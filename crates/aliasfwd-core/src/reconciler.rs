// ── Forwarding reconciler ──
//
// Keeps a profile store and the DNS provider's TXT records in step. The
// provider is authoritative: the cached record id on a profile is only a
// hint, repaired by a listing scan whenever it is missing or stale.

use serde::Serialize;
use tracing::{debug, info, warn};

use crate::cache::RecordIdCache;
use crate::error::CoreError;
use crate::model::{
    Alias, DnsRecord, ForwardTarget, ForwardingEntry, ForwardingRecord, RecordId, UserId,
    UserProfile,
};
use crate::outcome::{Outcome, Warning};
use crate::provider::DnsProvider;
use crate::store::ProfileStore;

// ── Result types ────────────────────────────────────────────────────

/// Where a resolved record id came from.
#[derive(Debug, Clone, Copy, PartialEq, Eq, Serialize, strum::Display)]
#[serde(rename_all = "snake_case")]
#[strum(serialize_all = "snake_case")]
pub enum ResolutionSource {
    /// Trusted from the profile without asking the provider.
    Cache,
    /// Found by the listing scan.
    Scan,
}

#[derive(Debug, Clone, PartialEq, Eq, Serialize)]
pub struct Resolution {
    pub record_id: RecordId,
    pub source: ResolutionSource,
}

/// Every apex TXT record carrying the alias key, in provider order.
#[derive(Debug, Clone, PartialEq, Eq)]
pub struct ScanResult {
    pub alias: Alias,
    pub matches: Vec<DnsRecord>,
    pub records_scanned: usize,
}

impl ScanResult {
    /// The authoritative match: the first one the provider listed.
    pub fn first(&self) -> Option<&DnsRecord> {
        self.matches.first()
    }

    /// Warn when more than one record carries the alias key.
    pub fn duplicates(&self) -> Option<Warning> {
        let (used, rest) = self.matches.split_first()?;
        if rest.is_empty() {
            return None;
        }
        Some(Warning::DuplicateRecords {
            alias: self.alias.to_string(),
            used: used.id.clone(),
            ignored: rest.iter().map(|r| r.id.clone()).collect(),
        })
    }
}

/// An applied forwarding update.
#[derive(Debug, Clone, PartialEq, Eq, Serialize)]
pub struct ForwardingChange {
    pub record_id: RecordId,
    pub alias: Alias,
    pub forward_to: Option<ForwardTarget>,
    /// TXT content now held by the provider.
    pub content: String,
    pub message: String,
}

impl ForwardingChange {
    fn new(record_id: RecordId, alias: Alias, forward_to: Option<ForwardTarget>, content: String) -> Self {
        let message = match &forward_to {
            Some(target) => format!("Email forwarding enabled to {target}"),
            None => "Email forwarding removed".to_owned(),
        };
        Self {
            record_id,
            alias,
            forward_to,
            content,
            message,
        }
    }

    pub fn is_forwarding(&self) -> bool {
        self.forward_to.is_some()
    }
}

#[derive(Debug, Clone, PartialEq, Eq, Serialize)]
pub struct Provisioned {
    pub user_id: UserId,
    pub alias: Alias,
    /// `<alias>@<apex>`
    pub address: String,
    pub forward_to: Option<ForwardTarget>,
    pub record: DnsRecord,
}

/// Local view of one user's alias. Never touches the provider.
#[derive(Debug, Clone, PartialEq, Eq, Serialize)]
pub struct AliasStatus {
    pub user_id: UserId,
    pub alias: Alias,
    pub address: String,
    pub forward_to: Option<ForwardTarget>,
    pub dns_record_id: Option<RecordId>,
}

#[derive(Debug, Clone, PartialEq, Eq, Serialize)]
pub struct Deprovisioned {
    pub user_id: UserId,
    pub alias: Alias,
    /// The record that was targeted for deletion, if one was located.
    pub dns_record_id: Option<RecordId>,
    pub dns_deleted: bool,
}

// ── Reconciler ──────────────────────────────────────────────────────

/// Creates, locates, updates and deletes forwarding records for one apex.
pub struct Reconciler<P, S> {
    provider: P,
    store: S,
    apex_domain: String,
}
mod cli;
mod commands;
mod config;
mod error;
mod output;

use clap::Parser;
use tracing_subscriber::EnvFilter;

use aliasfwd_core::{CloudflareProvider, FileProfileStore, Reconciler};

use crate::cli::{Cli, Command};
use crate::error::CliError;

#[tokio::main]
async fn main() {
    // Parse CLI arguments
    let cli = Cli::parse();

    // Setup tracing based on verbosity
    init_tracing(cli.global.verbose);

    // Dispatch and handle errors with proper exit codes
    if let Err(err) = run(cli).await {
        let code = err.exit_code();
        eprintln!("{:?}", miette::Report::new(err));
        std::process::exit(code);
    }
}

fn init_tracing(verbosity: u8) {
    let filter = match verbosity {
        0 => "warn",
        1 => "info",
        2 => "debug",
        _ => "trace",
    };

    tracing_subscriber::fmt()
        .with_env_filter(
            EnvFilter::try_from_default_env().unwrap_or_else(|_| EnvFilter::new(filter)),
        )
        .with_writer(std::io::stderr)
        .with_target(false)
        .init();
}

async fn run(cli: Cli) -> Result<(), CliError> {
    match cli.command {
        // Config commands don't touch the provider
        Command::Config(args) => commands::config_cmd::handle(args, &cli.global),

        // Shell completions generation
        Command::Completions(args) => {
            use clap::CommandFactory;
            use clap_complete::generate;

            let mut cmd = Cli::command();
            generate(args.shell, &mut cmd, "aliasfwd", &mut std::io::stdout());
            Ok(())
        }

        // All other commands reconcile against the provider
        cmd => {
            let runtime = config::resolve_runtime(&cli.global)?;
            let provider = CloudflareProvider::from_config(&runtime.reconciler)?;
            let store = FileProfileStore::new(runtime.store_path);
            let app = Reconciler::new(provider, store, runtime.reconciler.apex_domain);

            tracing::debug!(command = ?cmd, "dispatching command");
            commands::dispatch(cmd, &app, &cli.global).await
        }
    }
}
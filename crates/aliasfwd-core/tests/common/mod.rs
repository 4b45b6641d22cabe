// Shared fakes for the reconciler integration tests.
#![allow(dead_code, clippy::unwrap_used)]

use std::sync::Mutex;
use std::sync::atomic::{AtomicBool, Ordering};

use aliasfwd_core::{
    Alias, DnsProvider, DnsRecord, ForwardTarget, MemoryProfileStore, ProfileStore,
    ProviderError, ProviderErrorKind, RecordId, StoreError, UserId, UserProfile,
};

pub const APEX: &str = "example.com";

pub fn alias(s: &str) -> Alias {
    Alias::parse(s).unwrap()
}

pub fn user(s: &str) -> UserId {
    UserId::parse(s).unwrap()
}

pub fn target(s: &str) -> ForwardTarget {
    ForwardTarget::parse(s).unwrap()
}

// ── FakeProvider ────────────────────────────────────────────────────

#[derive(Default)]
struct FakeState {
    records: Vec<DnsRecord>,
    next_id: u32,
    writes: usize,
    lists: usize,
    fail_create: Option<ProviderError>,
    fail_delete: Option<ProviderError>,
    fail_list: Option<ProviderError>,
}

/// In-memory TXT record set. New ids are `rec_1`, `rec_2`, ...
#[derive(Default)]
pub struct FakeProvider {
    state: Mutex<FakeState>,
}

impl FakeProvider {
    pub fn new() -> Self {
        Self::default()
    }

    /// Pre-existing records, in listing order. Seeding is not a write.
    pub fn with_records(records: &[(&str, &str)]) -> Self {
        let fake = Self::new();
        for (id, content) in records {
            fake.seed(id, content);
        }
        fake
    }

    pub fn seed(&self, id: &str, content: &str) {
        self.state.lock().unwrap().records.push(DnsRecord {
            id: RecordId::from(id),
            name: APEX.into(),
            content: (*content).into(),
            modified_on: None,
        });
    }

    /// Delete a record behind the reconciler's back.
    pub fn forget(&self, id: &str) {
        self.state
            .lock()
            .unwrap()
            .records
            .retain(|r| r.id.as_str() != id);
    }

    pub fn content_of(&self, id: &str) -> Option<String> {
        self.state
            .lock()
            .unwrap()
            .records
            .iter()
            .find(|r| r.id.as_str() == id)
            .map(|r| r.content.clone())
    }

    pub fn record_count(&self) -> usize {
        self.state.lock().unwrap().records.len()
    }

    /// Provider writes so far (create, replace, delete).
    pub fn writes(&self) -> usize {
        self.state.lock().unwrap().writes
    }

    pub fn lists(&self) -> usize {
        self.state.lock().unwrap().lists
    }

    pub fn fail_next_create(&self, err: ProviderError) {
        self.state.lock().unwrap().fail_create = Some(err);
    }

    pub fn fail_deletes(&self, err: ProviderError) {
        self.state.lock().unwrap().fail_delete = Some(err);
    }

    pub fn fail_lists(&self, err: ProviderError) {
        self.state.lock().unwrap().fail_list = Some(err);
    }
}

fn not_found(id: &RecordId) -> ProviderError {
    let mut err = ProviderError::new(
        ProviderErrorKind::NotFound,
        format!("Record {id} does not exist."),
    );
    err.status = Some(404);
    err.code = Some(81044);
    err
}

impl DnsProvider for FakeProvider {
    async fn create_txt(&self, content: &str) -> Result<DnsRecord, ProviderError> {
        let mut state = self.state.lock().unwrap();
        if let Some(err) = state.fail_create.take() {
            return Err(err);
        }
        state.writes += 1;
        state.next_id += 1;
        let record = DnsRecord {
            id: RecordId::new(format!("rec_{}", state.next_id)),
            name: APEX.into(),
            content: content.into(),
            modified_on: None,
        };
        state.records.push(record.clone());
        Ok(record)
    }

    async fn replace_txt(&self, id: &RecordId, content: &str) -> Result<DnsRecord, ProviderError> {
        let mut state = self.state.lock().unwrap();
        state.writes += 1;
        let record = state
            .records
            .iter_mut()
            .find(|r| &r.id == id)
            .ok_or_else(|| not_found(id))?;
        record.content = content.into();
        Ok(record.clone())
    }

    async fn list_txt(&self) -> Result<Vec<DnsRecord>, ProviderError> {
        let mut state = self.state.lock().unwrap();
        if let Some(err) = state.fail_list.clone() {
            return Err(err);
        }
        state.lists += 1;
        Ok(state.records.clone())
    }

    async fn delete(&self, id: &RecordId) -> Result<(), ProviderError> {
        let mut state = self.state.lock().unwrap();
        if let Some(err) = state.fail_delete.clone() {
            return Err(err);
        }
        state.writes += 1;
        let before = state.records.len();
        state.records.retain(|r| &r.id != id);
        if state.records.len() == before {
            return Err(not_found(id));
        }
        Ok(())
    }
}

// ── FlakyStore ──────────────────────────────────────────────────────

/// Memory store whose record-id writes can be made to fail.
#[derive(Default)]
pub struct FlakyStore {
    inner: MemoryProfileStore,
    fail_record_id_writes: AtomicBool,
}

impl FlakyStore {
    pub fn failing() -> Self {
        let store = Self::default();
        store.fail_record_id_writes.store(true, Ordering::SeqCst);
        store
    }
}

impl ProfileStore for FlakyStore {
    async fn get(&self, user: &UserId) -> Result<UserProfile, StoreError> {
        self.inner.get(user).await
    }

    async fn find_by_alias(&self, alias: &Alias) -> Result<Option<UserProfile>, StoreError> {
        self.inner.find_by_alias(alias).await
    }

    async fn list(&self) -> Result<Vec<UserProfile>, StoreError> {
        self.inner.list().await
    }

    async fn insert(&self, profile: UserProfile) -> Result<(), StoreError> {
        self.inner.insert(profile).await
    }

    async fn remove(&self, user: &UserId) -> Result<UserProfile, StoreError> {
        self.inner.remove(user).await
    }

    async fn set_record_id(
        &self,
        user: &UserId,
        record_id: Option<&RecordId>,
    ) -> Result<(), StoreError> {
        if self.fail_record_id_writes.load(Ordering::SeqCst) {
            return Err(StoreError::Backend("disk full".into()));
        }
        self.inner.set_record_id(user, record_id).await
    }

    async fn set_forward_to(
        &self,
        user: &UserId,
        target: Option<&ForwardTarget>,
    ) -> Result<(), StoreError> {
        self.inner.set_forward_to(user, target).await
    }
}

--------------------------------

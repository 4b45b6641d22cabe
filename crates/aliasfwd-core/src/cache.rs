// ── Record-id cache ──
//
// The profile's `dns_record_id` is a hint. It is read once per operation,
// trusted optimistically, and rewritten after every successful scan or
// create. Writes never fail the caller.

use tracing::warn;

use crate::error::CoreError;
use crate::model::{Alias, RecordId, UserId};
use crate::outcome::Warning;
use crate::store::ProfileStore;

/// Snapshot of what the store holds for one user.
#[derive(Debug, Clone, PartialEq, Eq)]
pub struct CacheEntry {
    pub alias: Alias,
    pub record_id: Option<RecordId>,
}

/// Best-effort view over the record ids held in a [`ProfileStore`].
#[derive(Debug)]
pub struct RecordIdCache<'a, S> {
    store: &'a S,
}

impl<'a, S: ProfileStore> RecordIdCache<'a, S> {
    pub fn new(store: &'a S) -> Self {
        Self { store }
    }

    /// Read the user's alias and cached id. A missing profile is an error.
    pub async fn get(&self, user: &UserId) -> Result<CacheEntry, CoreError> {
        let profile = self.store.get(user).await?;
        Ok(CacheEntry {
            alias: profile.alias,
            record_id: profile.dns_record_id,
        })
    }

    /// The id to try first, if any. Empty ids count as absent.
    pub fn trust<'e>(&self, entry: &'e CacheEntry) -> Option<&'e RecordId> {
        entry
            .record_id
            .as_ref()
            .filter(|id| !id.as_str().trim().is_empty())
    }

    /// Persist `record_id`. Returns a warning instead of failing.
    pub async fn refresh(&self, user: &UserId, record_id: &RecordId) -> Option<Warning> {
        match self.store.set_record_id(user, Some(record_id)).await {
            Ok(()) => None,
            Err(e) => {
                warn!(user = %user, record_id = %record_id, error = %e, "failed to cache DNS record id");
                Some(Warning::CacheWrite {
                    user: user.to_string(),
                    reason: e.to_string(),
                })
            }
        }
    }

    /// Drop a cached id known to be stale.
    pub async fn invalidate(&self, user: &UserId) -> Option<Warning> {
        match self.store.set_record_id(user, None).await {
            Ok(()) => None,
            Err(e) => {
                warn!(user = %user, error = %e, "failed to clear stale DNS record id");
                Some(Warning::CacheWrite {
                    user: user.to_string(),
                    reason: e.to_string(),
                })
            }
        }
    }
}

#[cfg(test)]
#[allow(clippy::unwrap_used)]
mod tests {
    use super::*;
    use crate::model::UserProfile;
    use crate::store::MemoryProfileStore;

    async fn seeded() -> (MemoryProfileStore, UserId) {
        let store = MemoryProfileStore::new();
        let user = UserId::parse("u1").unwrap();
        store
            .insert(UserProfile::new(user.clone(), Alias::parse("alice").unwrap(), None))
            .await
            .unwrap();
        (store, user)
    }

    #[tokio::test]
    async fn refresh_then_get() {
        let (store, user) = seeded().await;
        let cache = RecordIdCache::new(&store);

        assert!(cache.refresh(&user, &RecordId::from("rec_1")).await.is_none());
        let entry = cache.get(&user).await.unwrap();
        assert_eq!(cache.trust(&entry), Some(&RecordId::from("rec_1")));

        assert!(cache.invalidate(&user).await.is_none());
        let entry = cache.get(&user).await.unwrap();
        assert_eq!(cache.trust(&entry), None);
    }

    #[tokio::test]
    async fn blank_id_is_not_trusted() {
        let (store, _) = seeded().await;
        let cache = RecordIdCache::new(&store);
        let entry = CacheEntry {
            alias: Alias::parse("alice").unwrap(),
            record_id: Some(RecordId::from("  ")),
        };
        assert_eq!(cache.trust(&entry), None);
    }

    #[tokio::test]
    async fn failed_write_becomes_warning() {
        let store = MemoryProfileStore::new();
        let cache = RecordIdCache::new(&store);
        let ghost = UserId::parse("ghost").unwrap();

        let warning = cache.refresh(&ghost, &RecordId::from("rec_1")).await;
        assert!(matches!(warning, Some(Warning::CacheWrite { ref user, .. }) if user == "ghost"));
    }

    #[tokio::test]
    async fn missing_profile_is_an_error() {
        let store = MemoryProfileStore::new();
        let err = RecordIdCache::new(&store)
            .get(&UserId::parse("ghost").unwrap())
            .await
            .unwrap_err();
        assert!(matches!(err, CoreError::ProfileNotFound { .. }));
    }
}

--------------------------------

# DIRECTIONS FOR THIS TASK
A single number is required: the count of lines in the entries that include the word "handle".

# RESPONSE
2